Stored data entries:
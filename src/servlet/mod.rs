//! Servlet abstraction and path-keyed registry.
//!
//! # Responsibilities
//! - Define the servlet contract invoked once a forward request is decoded
//! - Resolve a servlet path to a bound servlet instance
//! - Fall back to the error servlet for unresolved paths
//!
//! # Design Decisions
//! - Servlets are shared immutable instances; per-request state lives in
//!   the request/response wrappers
//! - Registry paths are stored with leading/trailing slashes stripped
//! - An optional alias table in the servlet config dir remaps paths

pub mod pool;

use std::collections::HashMap;
use std::path::Path;
use std::sync::Arc;

use thiserror::Error;

pub use pool::{PooledServlet, ServletPool};

/// Errors surfaced by a servlet's service method.
#[derive(Debug, Error)]
pub enum ServletError {
    #[error("servlet failure: {0}")]
    Failed(String),
}

/// The server-side contract invoked for each decoded forward request.
pub trait Servlet: Send + Sync {
    /// Name used in logs and accounting.
    fn name(&self) -> &str;

    /// Handle one request, writing status, headers and body into the
    /// response wrapper.
    fn service(&self, request: &ServletRequest, response: &mut ServletResponse)
        -> Result<(), ServletError>;
}

/// Protocol-level view of one forwarded request.
#[derive(Debug, Default)]
pub struct ServletRequest {
    pub method: String,
    pub request_uri: String,
    pub protocol: String,
    pub servlet_path: String,
    pub query_string: Option<String>,
    pub headers: Vec<(String, String)>,
    pub attributes: Vec<(String, String)>,
    /// `None` when the request declared an explicitly empty body.
    pub body: Option<Vec<u8>>,
    pub session_id: Option<String>,
    /// True when the session id arrived in a cookie rather than the URI.
    pub session_joined: bool,
    pub remote_addr: Option<String>,
    pub remote_host: Option<String>,
    pub server_name: Option<String>,
    pub server_port: u16,
    pub is_ssl: bool,
}

impl ServletRequest {
    /// First header value matching `name`, case-insensitively.
    pub fn header(&self, name: &str) -> Option<&str> {
        self.headers
            .iter()
            .find(|(n, _)| n.eq_ignore_ascii_case(name))
            .map(|(_, v)| v.as_str())
    }
}

/// Response under construction for one request cycle.
#[derive(Debug)]
pub struct ServletResponse {
    pub status: u16,
    pub status_message: String,
    /// Headers in insertion order; the encoder preserves this order.
    pub headers: Vec<(String, String)>,
    /// Each entry becomes its own Set-Cookie header on the wire.
    pub cookies: Vec<String>,
    pub body: Vec<u8>,
    /// Ask the encoder to drop the connection after END_RESPONSE.
    pub close_connection: bool,
}

impl Default for ServletResponse {
    fn default() -> Self {
        Self {
            status: 200,
            status_message: "OK".to_string(),
            headers: Vec::new(),
            cookies: Vec::new(),
            body: Vec::new(),
            close_connection: false,
        }
    }
}

impl ServletResponse {
    pub fn new() -> Self {
        Self::default()
    }

    pub fn set_status(&mut self, status: u16, message: impl Into<String>) {
        self.status = status;
        self.status_message = message.into();
    }

    pub fn add_header(&mut self, name: impl Into<String>, value: impl Into<String>) {
        self.headers.push((name.into(), value.into()));
    }

    pub fn add_cookie(&mut self, cookie: impl Into<String>) {
        self.cookies.push(cookie.into());
    }

    pub fn write(&mut self, bytes: &[u8]) {
        self.body.extend_from_slice(bytes);
    }
}

/// Outcome of a registry lookup.
pub struct ResolvedServlet {
    pub servlet: Arc<dyn Servlet>,
    /// False when the error servlet stood in for an unknown path.
    pub resolved: bool,
}

/// Path-keyed servlet registry with an error-servlet fallback.
pub struct ServletRegistry {
    by_path: HashMap<String, Arc<dyn Servlet>>,
    aliases: HashMap<String, String>,
    error_servlet: Arc<dyn Servlet>,
}

impl ServletRegistry {
    pub fn new() -> Self {
        Self {
            by_path: HashMap::new(),
            aliases: HashMap::new(),
            error_servlet: Arc::new(ErrorServlet),
        }
    }

    /// Bind a servlet at `path` (slashes stripped).
    pub fn register(&mut self, path: &str, servlet: Arc<dyn Servlet>) {
        self.by_path.insert(normalize_path(path), servlet);
    }

    /// Load the optional alias table `servlets.toml` from the servlet
    /// config dir. Unknown or unreadable files are logged and skipped.
    pub fn load_aliases(&mut self, dir: &Path) {
        let file = dir.join("servlets.toml");
        let content = match std::fs::read_to_string(&file) {
            Ok(content) => content,
            Err(_) => return,
        };
        match toml::from_str::<AliasFile>(&content) {
            Ok(parsed) => {
                for (alias, target) in parsed.aliases {
                    self.aliases
                        .insert(normalize_path(&alias), normalize_path(&target));
                }
                tracing::info!(file = %file.display(), count = self.aliases.len(), "servlet aliases loaded");
            }
            Err(error) => {
                tracing::warn!(file = %file.display(), %error, "ignoring malformed servlet alias file");
            }
        }
    }

    /// Resolve `path` to a servlet, falling back to the error servlet.
    pub fn resolve(&self, path: &str) -> ResolvedServlet {
        let key = normalize_path(path);
        let key = self.aliases.get(&key).unwrap_or(&key);
        match self.by_path.get(key) {
            Some(servlet) => ResolvedServlet {
                servlet: Arc::clone(servlet),
                resolved: true,
            },
            None => ResolvedServlet {
                servlet: Arc::clone(&self.error_servlet),
                resolved: false,
            },
        }
    }

    pub fn len(&self) -> usize {
        self.by_path.len()
    }

    pub fn is_empty(&self) -> bool {
        self.by_path.is_empty()
    }
}

impl Default for ServletRegistry {
    fn default() -> Self {
        Self::new()
    }
}

/// Strip one leading and one trailing slash from a servlet path.
pub fn normalize_path(path: &str) -> String {
    let path = path.strip_prefix('/').unwrap_or(path);
    let path = path.strip_suffix('/').unwrap_or(path);
    path.to_string()
}

#[derive(Debug, Default, serde::Deserialize)]
struct AliasFile {
    #[serde(default)]
    aliases: HashMap<String, String>,
}

/// Fallback servlet bound whenever a path does not resolve.
pub struct ErrorServlet;

impl Servlet for ErrorServlet {
    fn name(&self) -> &str {
        "error"
    }

    fn service(
        &self,
        request: &ServletRequest,
        response: &mut ServletResponse,
    ) -> Result<(), ServletError> {
        response.set_status(404, "Not Found");
        response.add_header("Content-Type", "text/html");
        response.write(
            format!(
                "<html><body><h1>404 Not Found</h1><p>No servlet bound at {}</p></body></html>",
                request.request_uri
            )
            .as_bytes(),
        );
        Ok(())
    }
}

/// Minimal landing servlet registered by the binary at the root path.
pub struct DefaultServlet;

impl Servlet for DefaultServlet {
    fn name(&self) -> &str {
        "default"
    }

    fn service(
        &self,
        _request: &ServletRequest,
        response: &mut ServletResponse,
    ) -> Result<(), ServletError> {
        response.add_header("Content-Type", "text/plain");
        response.write(b"ajp-connector ready\n");
        Ok(())
    }
}

#[cfg(test)]
mod tests {
    use super::*;

    #[test]
    fn normalize_strips_leading_and_trailing_slash() {
        assert_eq!(normalize_path("/mail/"), "mail");
        assert_eq!(normalize_path("mail"), "mail");
        assert_eq!(normalize_path("/a/b"), "a/b");
        assert_eq!(normalize_path("/"), "");
    }

    #[test]
    fn unresolved_path_falls_back_to_error_servlet() {
        let registry = ServletRegistry::new();
        let resolved = registry.resolve("/nowhere");
        assert!(!resolved.resolved);
        assert_eq!(resolved.servlet.name(), "error");
    }

    #[test]
    fn registered_servlet_resolves_with_slash_variants() {
        let mut registry = ServletRegistry::new();
        registry.register("mail", Arc::new(DefaultServlet));
        assert!(registry.resolve("/mail/").resolved);
        assert!(registry.resolve("mail").resolved);
        assert!(!registry.resolve("calendar").resolved);
    }

    #[test]
    fn error_servlet_reports_missing_path() {
        let request = ServletRequest {
            request_uri: "/ghost".to_string(),
            ..Default::default()
        };
        let mut response = ServletResponse::new();
        ErrorServlet.service(&request, &mut response).unwrap();
        assert_eq!(response.status, 404);
        assert!(String::from_utf8_lossy(&response.body).contains("/ghost"));
    }
}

*WHAT THE TASK ASKS*: The word to look for is "ServletResponse"; copy out every line of the entries that holds it.

*SOLUTION TO THE EXERCISE*:
    fn service(&self, request: &ServletRequest, response: &mut ServletResponse)
pub struct ServletResponse {
impl Default for ServletResponse {
impl ServletResponse {
        response: &mut ServletResponse,
        response: &mut ServletResponse,
        let mut response = ServletResponse::new();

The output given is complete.